● YOUR ASSIGNMENT
When a line below contains the word "AssessmentLocked", copy that line.

● RAW DATA

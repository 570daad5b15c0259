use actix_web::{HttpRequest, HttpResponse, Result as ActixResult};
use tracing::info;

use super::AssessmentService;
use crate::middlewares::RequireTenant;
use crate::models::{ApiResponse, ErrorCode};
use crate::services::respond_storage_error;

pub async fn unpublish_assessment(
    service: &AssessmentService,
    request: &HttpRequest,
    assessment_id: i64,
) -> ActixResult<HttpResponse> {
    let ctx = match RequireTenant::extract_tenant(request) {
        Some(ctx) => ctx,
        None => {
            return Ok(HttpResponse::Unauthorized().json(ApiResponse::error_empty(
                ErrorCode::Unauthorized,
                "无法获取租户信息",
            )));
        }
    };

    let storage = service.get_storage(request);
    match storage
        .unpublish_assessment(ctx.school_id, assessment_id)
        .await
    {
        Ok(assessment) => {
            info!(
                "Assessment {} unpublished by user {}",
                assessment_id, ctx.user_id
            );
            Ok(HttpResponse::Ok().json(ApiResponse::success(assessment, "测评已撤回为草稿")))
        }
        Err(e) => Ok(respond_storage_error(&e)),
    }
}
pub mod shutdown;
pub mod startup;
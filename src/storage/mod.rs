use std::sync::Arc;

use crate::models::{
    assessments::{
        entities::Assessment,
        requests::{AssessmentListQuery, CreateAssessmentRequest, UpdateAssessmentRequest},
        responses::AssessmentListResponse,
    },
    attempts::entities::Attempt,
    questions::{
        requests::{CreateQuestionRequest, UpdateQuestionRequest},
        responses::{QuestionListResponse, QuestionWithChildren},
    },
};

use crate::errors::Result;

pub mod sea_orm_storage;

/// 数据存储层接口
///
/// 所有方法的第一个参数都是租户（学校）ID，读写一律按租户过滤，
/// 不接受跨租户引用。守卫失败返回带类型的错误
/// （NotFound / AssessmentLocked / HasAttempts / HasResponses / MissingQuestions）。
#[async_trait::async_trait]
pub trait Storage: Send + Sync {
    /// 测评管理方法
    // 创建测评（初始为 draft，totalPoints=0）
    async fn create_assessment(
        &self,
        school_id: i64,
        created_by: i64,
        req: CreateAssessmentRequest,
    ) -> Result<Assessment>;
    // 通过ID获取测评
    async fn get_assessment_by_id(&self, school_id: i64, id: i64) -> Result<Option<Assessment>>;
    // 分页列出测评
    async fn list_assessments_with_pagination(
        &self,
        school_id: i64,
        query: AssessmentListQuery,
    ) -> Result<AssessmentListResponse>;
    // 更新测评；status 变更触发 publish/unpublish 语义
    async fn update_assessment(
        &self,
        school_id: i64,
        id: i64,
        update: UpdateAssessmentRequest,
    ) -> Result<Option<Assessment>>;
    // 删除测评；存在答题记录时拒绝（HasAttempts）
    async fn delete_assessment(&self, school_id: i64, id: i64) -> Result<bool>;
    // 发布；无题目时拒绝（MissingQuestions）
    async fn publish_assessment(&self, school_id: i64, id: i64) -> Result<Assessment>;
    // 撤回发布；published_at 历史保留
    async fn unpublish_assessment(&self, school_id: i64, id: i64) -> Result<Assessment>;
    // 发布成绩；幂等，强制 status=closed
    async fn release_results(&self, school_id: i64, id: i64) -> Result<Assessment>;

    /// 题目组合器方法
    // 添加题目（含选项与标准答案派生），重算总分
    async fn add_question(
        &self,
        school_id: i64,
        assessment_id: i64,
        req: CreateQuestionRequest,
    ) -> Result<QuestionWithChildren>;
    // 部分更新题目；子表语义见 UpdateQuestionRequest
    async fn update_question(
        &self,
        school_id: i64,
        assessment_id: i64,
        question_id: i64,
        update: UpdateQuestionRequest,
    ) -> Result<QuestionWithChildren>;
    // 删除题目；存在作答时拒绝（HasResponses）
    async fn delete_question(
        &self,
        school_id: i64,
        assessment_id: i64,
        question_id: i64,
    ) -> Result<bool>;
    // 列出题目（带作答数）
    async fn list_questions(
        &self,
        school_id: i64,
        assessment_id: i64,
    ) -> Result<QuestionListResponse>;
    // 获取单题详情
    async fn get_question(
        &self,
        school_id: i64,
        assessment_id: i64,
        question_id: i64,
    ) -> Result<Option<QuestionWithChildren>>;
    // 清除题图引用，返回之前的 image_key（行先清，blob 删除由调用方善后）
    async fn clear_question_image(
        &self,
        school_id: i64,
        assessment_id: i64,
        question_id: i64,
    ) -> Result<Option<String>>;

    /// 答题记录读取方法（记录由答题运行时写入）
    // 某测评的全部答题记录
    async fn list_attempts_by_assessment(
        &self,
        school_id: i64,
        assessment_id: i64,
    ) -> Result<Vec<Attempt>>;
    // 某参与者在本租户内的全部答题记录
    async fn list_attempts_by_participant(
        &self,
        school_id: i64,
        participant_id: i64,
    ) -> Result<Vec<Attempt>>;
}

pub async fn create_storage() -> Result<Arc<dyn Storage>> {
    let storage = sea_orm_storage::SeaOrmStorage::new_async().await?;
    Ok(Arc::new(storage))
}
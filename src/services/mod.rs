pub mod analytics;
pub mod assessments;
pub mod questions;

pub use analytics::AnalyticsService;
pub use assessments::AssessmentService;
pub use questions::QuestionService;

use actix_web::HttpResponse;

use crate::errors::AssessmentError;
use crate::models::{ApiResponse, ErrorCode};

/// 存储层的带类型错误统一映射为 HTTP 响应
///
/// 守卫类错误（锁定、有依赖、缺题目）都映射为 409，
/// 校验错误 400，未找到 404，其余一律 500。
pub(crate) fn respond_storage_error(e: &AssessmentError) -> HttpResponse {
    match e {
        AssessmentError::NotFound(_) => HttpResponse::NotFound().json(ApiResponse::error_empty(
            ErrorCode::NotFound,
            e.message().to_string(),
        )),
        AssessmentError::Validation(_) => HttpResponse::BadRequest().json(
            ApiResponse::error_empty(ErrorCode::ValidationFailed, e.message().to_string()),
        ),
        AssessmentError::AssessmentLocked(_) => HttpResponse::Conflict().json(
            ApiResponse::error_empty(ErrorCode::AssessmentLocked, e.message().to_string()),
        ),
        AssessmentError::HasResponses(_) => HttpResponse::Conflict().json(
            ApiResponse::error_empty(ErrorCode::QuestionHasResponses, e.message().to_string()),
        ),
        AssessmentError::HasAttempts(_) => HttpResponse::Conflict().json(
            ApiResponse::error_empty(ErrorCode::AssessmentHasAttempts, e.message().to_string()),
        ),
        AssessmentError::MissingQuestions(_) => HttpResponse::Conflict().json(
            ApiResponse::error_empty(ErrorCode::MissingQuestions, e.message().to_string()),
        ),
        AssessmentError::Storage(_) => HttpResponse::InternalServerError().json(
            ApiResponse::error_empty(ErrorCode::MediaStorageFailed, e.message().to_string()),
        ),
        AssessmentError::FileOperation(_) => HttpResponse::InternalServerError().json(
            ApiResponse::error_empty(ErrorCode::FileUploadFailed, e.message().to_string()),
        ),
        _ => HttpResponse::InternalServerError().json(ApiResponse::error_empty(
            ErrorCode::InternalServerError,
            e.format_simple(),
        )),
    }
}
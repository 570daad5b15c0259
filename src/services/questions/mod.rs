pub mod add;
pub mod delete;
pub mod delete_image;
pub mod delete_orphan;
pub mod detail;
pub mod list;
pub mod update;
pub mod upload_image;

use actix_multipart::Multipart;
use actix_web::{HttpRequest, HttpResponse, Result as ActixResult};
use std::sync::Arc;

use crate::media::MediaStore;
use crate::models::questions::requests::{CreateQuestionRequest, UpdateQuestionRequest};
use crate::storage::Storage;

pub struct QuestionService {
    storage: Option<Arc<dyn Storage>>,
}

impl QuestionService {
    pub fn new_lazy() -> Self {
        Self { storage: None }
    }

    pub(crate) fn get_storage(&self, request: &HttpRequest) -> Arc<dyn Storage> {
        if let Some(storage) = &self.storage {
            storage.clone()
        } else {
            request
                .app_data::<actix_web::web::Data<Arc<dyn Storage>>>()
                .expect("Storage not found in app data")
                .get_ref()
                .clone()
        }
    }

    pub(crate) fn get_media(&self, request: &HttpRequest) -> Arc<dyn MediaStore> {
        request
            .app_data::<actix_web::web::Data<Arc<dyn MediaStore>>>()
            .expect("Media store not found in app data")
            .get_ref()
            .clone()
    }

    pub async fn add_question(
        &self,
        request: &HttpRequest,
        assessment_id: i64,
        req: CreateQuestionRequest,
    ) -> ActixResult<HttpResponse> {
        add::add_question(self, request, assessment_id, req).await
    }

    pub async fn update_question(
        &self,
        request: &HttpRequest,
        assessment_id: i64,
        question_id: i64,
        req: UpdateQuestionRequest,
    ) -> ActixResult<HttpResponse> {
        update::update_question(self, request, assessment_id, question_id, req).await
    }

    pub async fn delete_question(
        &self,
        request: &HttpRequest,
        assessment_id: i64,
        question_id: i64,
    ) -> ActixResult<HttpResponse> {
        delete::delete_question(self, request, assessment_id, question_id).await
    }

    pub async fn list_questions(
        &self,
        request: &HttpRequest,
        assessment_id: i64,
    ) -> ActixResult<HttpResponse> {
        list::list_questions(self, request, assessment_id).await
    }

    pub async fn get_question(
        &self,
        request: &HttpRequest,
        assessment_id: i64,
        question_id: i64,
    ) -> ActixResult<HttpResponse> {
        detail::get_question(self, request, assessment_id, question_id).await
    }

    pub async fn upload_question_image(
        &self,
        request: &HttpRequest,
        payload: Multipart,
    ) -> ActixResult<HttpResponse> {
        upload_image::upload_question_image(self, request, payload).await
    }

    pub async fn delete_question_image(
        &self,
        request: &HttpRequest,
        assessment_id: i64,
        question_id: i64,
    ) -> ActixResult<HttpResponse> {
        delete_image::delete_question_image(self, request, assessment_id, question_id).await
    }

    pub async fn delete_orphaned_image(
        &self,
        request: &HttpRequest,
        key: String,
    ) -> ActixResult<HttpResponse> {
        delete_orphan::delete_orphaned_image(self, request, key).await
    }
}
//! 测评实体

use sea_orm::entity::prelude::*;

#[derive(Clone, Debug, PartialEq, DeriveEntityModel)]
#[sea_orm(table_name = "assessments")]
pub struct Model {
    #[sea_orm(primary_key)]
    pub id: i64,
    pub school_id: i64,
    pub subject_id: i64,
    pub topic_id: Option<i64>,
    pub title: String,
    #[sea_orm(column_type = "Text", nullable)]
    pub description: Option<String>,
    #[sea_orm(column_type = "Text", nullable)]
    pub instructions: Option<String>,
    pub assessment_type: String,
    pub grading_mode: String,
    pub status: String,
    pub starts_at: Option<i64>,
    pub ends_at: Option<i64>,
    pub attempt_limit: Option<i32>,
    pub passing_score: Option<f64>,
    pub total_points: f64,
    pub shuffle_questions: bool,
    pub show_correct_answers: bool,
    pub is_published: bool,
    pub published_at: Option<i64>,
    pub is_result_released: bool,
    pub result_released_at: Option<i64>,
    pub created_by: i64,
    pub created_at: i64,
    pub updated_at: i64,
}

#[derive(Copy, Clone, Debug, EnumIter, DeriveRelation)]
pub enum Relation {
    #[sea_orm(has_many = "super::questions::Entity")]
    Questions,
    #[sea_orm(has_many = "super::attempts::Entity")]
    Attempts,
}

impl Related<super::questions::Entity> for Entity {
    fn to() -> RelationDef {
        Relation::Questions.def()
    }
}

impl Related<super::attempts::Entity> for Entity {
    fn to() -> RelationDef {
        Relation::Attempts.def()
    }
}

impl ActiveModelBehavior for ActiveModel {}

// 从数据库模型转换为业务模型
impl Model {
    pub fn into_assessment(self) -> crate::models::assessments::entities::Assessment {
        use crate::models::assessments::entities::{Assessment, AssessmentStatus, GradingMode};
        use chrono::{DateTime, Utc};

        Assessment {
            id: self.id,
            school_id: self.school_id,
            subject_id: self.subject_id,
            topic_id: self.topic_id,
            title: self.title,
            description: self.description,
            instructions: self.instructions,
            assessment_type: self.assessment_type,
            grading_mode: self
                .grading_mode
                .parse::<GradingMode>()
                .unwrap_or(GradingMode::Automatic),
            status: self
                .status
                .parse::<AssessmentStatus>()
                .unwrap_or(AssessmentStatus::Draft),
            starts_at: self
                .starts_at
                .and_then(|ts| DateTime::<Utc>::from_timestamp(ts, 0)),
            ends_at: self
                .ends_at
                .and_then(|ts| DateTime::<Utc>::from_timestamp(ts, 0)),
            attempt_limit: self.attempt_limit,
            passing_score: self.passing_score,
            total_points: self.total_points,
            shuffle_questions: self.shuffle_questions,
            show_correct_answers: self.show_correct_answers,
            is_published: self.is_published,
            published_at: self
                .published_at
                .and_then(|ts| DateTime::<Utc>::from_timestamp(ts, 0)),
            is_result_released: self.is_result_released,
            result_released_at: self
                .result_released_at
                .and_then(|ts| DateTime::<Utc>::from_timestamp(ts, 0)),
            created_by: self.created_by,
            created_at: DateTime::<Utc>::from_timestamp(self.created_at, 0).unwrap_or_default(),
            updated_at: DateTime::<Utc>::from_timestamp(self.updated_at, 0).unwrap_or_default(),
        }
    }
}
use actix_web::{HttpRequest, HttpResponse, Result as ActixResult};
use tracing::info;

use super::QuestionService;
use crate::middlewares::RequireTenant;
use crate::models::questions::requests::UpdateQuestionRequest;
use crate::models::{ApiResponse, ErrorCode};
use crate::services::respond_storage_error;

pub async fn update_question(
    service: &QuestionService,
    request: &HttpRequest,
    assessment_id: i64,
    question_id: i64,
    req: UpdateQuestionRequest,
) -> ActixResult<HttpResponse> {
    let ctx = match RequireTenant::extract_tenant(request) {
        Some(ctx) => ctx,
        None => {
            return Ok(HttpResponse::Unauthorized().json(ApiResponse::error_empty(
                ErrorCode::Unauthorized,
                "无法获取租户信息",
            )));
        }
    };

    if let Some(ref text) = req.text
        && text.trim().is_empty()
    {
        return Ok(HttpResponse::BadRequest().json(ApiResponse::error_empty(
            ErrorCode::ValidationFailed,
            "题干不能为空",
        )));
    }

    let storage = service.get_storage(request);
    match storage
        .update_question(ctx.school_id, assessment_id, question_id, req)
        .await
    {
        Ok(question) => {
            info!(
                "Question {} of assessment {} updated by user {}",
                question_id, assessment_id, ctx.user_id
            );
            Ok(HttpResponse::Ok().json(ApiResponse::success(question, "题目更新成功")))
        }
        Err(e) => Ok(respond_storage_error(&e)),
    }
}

● TASK SOLUTION
/// （NotFound / AssessmentLocked / HasAttempts / HasResponses / MissingQuestions）。
        AssessmentError::AssessmentLocked(_) => HttpResponse::Conflict().json(
            ApiResponse::error_empty(ErrorCode::AssessmentLocked, e.message().to_string()),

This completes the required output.